Within the listing below, show every line that contains the word "task".

▬▬▬▬▬▬

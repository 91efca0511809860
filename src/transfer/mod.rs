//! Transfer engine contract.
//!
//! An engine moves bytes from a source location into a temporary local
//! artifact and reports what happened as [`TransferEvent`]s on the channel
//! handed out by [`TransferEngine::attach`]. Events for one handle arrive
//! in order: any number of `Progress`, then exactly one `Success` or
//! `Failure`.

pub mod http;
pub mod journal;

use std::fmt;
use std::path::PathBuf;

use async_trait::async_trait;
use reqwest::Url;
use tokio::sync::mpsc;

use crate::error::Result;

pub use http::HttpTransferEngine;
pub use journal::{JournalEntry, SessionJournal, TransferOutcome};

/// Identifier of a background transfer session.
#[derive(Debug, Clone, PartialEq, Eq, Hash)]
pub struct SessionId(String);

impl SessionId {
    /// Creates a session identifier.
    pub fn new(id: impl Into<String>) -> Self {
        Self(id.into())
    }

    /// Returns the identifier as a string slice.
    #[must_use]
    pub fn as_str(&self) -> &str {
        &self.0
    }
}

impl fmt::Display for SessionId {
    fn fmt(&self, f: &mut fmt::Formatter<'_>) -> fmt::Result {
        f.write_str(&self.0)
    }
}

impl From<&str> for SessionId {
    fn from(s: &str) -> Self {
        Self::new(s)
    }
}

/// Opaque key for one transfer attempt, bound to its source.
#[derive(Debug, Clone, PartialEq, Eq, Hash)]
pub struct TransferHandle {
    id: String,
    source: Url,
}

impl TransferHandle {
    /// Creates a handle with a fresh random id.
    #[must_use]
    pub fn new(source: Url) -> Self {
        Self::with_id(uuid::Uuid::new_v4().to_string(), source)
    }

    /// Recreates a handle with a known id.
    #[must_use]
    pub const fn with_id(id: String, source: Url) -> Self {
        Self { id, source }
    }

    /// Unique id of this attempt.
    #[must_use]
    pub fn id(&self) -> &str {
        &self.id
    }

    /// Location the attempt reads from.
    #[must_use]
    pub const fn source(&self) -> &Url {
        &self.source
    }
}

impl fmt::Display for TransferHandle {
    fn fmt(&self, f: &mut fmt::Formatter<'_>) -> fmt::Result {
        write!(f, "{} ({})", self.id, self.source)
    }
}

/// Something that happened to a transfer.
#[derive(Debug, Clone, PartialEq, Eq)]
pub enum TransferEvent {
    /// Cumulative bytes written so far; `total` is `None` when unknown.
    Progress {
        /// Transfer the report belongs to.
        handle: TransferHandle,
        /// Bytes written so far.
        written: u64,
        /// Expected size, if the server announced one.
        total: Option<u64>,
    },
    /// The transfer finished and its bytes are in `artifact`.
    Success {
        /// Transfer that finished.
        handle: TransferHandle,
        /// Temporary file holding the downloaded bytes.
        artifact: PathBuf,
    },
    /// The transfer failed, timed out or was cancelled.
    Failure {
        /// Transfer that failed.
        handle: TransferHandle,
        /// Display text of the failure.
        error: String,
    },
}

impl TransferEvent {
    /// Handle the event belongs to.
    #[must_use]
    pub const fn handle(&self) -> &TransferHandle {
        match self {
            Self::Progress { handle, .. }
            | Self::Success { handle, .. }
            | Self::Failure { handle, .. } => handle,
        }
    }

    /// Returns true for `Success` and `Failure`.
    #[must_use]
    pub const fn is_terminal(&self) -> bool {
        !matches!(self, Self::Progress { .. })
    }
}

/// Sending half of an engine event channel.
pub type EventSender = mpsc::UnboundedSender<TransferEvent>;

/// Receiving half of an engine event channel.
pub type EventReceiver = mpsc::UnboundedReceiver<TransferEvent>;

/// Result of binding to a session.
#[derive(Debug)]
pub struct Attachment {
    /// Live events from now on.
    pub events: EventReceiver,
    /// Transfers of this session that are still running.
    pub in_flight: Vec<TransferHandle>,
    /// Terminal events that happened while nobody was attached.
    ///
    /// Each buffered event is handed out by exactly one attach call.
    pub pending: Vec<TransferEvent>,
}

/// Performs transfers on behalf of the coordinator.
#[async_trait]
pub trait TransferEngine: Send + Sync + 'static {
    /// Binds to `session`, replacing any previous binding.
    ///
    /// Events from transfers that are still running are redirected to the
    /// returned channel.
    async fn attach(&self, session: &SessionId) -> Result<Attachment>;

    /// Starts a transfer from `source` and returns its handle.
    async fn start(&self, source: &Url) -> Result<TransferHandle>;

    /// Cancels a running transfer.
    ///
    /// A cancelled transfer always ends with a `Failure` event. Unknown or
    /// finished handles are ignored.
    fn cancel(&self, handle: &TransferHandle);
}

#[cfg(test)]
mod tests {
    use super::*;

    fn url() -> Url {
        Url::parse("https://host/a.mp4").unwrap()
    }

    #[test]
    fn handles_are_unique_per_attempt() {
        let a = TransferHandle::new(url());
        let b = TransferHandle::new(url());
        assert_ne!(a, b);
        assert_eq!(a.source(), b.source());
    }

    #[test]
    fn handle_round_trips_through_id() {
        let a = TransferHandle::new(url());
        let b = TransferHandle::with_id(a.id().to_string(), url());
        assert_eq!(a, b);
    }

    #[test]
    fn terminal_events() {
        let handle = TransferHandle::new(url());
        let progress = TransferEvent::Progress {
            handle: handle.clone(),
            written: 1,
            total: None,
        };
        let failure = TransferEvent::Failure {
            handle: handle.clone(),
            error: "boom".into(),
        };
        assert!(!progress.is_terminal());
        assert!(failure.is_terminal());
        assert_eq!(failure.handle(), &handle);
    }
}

▬▬▬▬▬▬

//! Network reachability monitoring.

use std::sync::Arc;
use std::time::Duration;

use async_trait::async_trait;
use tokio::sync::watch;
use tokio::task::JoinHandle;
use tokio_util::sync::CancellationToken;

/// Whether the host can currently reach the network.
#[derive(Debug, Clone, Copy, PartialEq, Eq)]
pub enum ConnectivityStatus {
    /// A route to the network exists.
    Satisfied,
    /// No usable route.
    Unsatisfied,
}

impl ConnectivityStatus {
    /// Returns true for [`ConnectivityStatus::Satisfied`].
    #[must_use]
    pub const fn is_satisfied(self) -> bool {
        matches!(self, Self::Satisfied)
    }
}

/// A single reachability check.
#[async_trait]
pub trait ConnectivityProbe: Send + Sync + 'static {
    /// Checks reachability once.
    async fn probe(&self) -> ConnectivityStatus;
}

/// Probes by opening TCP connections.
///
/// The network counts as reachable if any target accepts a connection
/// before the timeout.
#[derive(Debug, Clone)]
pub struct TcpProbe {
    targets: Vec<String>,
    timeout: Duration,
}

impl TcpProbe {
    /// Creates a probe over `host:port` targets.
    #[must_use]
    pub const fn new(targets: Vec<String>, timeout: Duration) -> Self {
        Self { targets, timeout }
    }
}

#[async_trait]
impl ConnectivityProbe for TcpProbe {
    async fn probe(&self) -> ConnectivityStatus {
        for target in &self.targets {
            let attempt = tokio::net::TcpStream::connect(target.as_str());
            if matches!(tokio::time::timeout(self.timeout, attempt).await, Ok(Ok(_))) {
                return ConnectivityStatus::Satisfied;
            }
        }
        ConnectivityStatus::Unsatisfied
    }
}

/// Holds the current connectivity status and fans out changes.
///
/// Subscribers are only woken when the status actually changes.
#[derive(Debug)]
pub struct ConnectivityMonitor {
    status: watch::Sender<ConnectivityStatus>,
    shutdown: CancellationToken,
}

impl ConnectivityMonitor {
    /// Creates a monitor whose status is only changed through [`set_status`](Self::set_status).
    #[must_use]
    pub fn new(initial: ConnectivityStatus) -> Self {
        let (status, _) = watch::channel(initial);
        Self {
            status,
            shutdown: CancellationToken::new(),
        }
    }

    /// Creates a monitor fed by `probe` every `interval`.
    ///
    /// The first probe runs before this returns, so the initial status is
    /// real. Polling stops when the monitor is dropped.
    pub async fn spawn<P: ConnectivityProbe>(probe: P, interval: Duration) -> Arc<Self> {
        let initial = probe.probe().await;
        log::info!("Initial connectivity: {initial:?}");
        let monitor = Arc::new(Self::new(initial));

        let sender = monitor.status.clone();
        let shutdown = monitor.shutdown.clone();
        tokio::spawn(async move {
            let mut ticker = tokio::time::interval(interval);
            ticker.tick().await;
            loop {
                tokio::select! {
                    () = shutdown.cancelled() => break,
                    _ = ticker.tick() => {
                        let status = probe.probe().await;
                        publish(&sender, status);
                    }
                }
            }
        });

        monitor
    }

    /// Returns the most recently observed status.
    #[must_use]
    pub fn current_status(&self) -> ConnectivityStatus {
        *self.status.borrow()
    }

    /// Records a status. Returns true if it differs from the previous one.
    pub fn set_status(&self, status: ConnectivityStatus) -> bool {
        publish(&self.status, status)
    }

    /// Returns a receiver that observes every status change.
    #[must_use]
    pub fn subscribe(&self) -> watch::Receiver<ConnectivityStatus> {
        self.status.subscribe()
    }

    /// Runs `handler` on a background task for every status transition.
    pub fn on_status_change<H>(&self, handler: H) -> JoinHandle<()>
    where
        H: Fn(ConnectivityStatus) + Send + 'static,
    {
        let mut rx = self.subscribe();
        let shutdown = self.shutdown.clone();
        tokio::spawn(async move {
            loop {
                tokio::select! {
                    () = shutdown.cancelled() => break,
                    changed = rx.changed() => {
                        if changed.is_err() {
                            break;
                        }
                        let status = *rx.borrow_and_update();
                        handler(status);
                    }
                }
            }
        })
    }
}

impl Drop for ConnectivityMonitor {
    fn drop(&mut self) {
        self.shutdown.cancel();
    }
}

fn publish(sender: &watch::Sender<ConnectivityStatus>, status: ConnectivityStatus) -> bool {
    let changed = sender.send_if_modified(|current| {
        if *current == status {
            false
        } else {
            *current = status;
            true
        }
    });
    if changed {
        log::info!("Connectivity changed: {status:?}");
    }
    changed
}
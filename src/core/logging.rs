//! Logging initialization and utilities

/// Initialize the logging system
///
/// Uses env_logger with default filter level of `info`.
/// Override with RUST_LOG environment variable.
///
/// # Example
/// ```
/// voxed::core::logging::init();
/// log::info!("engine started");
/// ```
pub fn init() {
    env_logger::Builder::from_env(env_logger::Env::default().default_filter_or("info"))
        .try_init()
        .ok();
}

▬▬▬▬▬▬

RESULT BELOW →
use tokio::task::JoinHandle;
    /// Runs `handler` on a background task for every status transition.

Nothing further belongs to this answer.